**Task prompt:**
Could you please write out the data shown below, exactly and in full?

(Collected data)
********
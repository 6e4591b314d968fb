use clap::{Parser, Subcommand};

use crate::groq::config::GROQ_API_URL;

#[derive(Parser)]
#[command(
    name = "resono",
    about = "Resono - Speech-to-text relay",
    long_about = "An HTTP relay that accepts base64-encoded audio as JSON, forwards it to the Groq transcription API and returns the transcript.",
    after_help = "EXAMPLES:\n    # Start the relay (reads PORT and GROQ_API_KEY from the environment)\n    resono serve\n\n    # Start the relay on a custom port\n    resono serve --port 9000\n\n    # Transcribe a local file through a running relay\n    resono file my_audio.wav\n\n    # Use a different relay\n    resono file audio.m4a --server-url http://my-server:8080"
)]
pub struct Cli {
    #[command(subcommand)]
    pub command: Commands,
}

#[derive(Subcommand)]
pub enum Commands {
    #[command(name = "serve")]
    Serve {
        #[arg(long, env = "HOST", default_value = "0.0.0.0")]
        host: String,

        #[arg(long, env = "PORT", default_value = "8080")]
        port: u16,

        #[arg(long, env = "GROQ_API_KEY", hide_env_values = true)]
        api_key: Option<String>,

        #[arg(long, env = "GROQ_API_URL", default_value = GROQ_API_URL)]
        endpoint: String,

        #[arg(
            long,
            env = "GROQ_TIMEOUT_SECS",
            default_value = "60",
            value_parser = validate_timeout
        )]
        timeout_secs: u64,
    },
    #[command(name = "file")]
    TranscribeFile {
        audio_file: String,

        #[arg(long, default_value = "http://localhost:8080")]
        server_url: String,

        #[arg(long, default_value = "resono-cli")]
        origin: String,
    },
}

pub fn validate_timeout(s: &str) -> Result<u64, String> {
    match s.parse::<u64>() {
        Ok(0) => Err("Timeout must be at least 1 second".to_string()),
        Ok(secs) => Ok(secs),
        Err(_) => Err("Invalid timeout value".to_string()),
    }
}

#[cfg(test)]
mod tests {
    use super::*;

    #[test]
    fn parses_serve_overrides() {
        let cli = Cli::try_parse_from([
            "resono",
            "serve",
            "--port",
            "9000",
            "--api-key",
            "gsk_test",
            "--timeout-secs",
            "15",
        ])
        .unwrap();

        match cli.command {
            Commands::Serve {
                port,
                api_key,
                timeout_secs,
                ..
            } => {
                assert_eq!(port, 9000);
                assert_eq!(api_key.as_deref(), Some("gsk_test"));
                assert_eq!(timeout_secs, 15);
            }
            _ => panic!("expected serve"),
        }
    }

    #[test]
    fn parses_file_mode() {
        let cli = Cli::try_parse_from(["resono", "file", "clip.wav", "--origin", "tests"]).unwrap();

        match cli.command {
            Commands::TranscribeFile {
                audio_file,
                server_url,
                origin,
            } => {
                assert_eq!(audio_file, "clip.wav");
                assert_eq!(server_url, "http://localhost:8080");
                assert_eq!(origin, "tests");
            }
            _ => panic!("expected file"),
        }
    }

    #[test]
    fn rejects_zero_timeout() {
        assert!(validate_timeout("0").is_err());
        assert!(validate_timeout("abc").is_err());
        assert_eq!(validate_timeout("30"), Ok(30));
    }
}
********
**Result below:**
repository 6e4591b314d968fb
use clap::{Parser, Subcommand};

use crate::groq::config::GROQ_API_URL;

#[derive(Parser)]
#[command(
    name = "resono",
    about = "Resono - Speech-to-text relay",
    long_about = "An HTTP relay that accepts base64-encoded audio as JSON, forwards it to the Groq transcription API and returns the transcript.",
    after_help = "EXAMPLES:\n    # Start the relay (reads PORT and GROQ_API_KEY from the environment)\n    resono serve\n\n    # Start the relay on a custom port\n    resono serve --port 9000\n\n    # Transcribe a local file through a running relay\n    resono file my_audio.wav\n\n    # Use a different relay\n    resono file audio.m4a --server-url http://my-server:8080"
)]
pub struct Cli {
    #[command(subcommand)]
    pub command: Commands,
}

#[derive(Subcommand)]
pub enum Commands {
    #[command(name = "serve")]
    Serve {
        #[arg(long, env = "HOST", default_value = "0.0.0.0")]
        host: String,

        #[arg(long, env = "PORT", default_value = "8080")]
        port: u16,

        #[arg(long, env = "GROQ_API_KEY", hide_env_values = true)]
        api_key: Option<String>,

        #[arg(long, env = "GROQ_API_URL", default_value = GROQ_API_URL)]
        endpoint: String,

        #[arg(
            long,
            env = "GROQ_TIMEOUT_SECS",
            default_value = "60",
            value_parser = validate_timeout
        )]
        timeout_secs: u64,
    },
    #[command(name = "file")]
    TranscribeFile {
        audio_file: String,

        #[arg(long, default_value = "http://localhost:8080")]
        server_url: String,

        #[arg(long, default_value = "resono-cli")]
        origin: String,
    },
}

pub fn validate_timeout(s: &str) -> Result<u64, String> {
    match s.parse::<u64>() {
        Ok(0) => Err("Timeout must be at least 1 second".to_string()),
        Ok(secs) => Ok(secs),
        Err(_) => Err("Invalid timeout value".to_string()),
    }
}

#[cfg(test)]
mod tests {
    use super::*;

    #[test]
    fn parses_serve_overrides() {
        let cli = Cli::try_parse_from([
            "resono",
            "serve",
            "--port",
            "9000",
            "--api-key",
            "gsk_test",
            "--timeout-secs",
            "15",
        ])
        .unwrap();

        match cli.command {
            Commands::Serve {
                port,
                api_key,
                timeout_secs,
                ..
            } => {
                assert_eq!(port, 9000);
                assert_eq!(api_key.as_deref(), Some("gsk_test"));
                assert_eq!(timeout_secs, 15);
            }
            _ => panic!("expected serve"),
        }
    }

    #[test]
    fn parses_file_mode() {
        let cli = Cli::try_parse_from(["resono", "file", "clip.wav", "--origin", "tests"]).unwrap();

        match cli.command {
            Commands::TranscribeFile {
                audio_file,
                server_url,
                origin,
            } => {
                assert_eq!(audio_file, "clip.wav");
                assert_eq!(server_url, "http://localhost:8080");
                assert_eq!(origin, "tests");
            }
            _ => panic!("expected file"),
        }
    }

    #[test]
    fn rejects_zero_timeout() {
        assert!(validate_timeout("0").is_err());
        assert!(validate_timeout("abc").is_err());
        assert_eq!(validate_timeout("30"), Ok(30));
    }
}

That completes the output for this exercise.